[TASK INSTRUCTIONS] Exact reproduction of the following data is required.

[THE DATA]
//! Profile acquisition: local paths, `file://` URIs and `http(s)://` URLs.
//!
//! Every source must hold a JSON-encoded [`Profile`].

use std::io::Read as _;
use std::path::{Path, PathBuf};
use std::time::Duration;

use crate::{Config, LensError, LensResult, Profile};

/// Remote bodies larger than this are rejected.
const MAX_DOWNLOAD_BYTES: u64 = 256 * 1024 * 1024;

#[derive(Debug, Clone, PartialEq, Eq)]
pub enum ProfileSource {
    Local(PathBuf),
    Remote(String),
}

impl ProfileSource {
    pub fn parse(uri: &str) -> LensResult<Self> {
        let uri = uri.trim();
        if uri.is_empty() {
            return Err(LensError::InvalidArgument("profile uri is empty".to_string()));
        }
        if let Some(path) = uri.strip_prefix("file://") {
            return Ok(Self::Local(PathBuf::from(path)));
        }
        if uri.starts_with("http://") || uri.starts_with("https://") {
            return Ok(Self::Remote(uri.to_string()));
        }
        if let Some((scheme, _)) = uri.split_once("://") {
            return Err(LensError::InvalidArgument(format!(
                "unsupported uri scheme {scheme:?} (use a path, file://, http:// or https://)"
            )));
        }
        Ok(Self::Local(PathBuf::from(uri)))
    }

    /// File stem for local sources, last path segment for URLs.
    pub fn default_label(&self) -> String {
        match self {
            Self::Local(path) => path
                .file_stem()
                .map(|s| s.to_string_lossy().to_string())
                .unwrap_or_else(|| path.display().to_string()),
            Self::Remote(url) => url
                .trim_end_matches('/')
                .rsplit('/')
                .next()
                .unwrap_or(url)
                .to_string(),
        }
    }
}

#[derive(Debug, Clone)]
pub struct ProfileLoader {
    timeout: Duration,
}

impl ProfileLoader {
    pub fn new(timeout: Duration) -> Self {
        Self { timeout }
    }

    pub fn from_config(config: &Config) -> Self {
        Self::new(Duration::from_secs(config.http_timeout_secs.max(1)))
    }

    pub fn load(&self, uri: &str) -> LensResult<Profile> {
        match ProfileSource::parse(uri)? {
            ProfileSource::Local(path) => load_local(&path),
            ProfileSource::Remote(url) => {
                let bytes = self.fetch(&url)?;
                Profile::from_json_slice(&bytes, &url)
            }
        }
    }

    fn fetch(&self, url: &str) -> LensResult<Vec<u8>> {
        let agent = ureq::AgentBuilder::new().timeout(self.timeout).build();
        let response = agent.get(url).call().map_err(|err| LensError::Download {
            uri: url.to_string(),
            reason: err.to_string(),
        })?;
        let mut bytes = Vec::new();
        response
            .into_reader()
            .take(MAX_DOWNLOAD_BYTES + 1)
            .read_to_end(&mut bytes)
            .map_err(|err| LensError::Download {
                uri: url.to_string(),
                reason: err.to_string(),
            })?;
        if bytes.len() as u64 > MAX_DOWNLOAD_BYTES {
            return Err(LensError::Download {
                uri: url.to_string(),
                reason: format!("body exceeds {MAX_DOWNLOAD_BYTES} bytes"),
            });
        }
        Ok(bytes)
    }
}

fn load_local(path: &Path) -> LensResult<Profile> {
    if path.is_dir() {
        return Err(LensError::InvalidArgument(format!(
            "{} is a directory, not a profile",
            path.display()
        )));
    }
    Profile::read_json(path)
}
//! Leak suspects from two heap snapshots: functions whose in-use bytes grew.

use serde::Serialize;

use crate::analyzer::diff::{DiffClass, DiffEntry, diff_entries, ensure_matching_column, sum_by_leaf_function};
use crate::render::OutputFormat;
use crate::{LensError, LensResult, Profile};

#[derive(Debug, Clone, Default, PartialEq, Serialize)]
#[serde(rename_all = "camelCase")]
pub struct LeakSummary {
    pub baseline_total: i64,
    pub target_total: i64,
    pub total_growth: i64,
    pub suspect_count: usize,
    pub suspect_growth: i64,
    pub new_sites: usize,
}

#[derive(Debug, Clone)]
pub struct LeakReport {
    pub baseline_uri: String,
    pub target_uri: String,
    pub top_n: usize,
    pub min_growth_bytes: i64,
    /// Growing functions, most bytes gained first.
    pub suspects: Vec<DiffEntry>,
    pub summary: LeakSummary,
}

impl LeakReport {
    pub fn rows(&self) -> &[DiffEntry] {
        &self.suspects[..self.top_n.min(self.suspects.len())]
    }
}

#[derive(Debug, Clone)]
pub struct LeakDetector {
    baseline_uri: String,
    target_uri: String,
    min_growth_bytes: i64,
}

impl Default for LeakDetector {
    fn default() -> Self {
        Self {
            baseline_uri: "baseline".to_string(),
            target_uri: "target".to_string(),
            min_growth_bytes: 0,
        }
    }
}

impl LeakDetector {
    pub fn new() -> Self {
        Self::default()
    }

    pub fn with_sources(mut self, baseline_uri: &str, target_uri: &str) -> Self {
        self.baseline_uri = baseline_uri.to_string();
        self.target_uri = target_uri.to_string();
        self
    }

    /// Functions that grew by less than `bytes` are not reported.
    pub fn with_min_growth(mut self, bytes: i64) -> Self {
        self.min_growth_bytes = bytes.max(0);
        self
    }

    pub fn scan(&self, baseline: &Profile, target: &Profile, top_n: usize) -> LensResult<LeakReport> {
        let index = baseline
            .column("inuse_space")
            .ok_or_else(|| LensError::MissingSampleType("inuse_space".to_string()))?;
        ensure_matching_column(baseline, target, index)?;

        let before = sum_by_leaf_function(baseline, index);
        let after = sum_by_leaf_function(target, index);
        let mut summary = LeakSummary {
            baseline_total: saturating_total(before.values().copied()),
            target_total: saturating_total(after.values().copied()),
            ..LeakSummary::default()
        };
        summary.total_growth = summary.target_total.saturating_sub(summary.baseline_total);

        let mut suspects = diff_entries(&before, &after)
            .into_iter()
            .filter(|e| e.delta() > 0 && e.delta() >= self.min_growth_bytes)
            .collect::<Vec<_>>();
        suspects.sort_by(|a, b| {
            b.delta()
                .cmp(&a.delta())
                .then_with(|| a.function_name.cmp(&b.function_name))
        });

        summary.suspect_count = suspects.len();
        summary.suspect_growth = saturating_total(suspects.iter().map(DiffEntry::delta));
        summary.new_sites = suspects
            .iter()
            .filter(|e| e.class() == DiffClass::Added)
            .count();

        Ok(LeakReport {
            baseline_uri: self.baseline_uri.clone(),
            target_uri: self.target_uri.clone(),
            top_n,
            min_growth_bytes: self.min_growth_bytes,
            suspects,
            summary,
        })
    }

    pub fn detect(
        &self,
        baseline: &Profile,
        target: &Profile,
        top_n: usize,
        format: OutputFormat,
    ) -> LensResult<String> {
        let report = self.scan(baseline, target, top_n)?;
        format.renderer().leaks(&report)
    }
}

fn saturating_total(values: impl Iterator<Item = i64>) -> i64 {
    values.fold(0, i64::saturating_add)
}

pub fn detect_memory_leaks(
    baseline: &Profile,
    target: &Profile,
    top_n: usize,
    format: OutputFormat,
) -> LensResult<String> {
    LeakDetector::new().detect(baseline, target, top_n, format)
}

[SOLUTION BELOW]
//! Profile acquisition: local paths, `file://` URIs and `http(s)://` URLs.
//!
//! Every source must hold a JSON-encoded [`Profile`].

use std::io::Read as _;
use std::path::{Path, PathBuf};
use std::time::Duration;

use crate::{Config, LensError, LensResult, Profile};

/// Remote bodies larger than this are rejected.
const MAX_DOWNLOAD_BYTES: u64 = 256 * 1024 * 1024;

#[derive(Debug, Clone, PartialEq, Eq)]
pub enum ProfileSource {
    Local(PathBuf),
    Remote(String),
}

impl ProfileSource {
    pub fn parse(uri: &str) -> LensResult<Self> {
        let uri = uri.trim();
        if uri.is_empty() {
            return Err(LensError::InvalidArgument("profile uri is empty".to_string()));
        }
        if let Some(path) = uri.strip_prefix("file://") {
            return Ok(Self::Local(PathBuf::from(path)));
        }
        if uri.starts_with("http://") || uri.starts_with("https://") {
            return Ok(Self::Remote(uri.to_string()));
        }
        if let Some((scheme, _)) = uri.split_once("://") {
            return Err(LensError::InvalidArgument(format!(
                "unsupported uri scheme {scheme:?} (use a path, file://, http:// or https://)"
            )));
        }
        Ok(Self::Local(PathBuf::from(uri)))
    }

    /// File stem for local sources, last path segment for URLs.
    pub fn default_label(&self) -> String {
        match self {
            Self::Local(path) => path
                .file_stem()
                .map(|s| s.to_string_lossy().to_string())
                .unwrap_or_else(|| path.display().to_string()),
            Self::Remote(url) => url
                .trim_end_matches('/')
                .rsplit('/')
                .next()
                .unwrap_or(url)
                .to_string(),
        }
    }
}

#[derive(Debug, Clone)]
pub struct ProfileLoader {
    timeout: Duration,
}

impl ProfileLoader {
    pub fn new(timeout: Duration) -> Self {
        Self { timeout }
    }

    pub fn from_config(config: &Config) -> Self {
        Self::new(Duration::from_secs(config.http_timeout_secs.max(1)))
    }

    pub fn load(&self, uri: &str) -> LensResult<Profile> {
        match ProfileSource::parse(uri)? {
            ProfileSource::Local(path) => load_local(&path),
            ProfileSource::Remote(url) => {
                let bytes = self.fetch(&url)?;
                Profile::from_json_slice(&bytes, &url)
            }
        }
    }

    fn fetch(&self, url: &str) -> LensResult<Vec<u8>> {
        let agent = ureq::AgentBuilder::new().timeout(self.timeout).build();
        let response = agent.get(url).call().map_err(|err| LensError::Download {
            uri: url.to_string(),
            reason: err.to_string(),
        })?;
        let mut bytes = Vec::new();
        response
            .into_reader()
            .take(MAX_DOWNLOAD_BYTES + 1)
            .read_to_end(&mut bytes)
            .map_err(|err| LensError::Download {
                uri: url.to_string(),
                reason: err.to_string(),
            })?;
        if bytes.len() as u64 > MAX_DOWNLOAD_BYTES {
            return Err(LensError::Download {
                uri: url.to_string(),
                reason: format!("body exceeds {MAX_DOWNLOAD_BYTES} bytes"),
            });
        }
        Ok(bytes)
    }
}

fn load_local(path: &Path) -> LensResult<Profile> {
    if path.is_dir() {
        return Err(LensError::InvalidArgument(format!(
            "{} is a directory, not a profile",
            path.display()
        )));
    }
    Profile::read_json(path)
}
//! Leak suspects from two heap snapshots: functions whose in-use bytes grew.

use serde::Serialize;

use crate::analyzer::diff::{DiffClass, DiffEntry, diff_entries, ensure_matching_column, sum_by_leaf_function};
use crate::render::OutputFormat;
use crate::{LensError, LensResult, Profile};

#[derive(Debug, Clone, Default, PartialEq, Serialize)]
#[serde(rename_all = "camelCase")]
pub struct LeakSummary {
    pub baseline_total: i64,
    pub target_total: i64,
    pub total_growth: i64,
    pub suspect_count: usize,
    pub suspect_growth: i64,
    pub new_sites: usize,
}

#[derive(Debug, Clone)]
pub struct LeakReport {
    pub baseline_uri: String,
    pub target_uri: String,
    pub top_n: usize,
    pub min_growth_bytes: i64,
    /// Growing functions, most bytes gained first.
    pub suspects: Vec<DiffEntry>,
    pub summary: LeakSummary,
}

impl LeakReport {
    pub fn rows(&self) -> &[DiffEntry] {
        &self.suspects[..self.top_n.min(self.suspects.len())]
    }
}

#[derive(Debug, Clone)]
pub struct LeakDetector {
    baseline_uri: String,
    target_uri: String,
    min_growth_bytes: i64,
}

impl Default for LeakDetector {
    fn default() -> Self {
        Self {
            baseline_uri: "baseline".to_string(),
            target_uri: "target".to_string(),
            min_growth_bytes: 0,
        }
    }
}

impl LeakDetector {
    pub fn new() -> Self {
        Self::default()
    }

    pub fn with_sources(mut self, baseline_uri: &str, target_uri: &str) -> Self {
        self.baseline_uri = baseline_uri.to_string();
        self.target_uri = target_uri.to_string();
        self
    }

    /// Functions that grew by less than `bytes` are not reported.
    pub fn with_min_growth(mut self, bytes: i64) -> Self {
        self.min_growth_bytes = bytes.max(0);
        self
    }

    pub fn scan(&self, baseline: &Profile, target: &Profile, top_n: usize) -> LensResult<LeakReport> {
        let index = baseline
            .column("inuse_space")
            .ok_or_else(|| LensError::MissingSampleType("inuse_space".to_string()))?;
        ensure_matching_column(baseline, target, index)?;

        let before = sum_by_leaf_function(baseline, index);
        let after = sum_by_leaf_function(target, index);
        let mut summary = LeakSummary {
            baseline_total: saturating_total(before.values().copied()),
            target_total: saturating_total(after.values().copied()),
            ..LeakSummary::default()
        };
        summary.total_growth = summary.target_total.saturating_sub(summary.baseline_total);

        let mut suspects = diff_entries(&before, &after)
            .into_iter()
            .filter(|e| e.delta() > 0 && e.delta() >= self.min_growth_bytes)
            .collect::<Vec<_>>();
        suspects.sort_by(|a, b| {
            b.delta()
                .cmp(&a.delta())
                .then_with(|| a.function_name.cmp(&b.function_name))
        });

        summary.suspect_count = suspects.len();
        summary.suspect_growth = saturating_total(suspects.iter().map(DiffEntry::delta));
        summary.new_sites = suspects
            .iter()
            .filter(|e| e.class() == DiffClass::Added)
            .count();

        Ok(LeakReport {
            baseline_uri: self.baseline_uri.clone(),
            target_uri: self.target_uri.clone(),
            top_n,
            min_growth_bytes: self.min_growth_bytes,
            suspects,
            summary,
        })
    }

    pub fn detect(
        &self,
        baseline: &Profile,
        target: &Profile,
        top_n: usize,
        format: OutputFormat,
    ) -> LensResult<String> {
        let report = self.scan(baseline, target, top_n)?;
        format.renderer().leaks(&report)
    }
}

fn saturating_total(values: impl Iterator<Item = i64>) -> i64 {
    values.fold(0, i64::saturating_add)
}

pub fn detect_memory_leaks(
    baseline: &Profile,
    target: &Profile,
    top_n: usize,
    format: OutputFormat,
) -> LensResult<String> {
    LeakDetector::new().detect(baseline, target, top_n, format)
}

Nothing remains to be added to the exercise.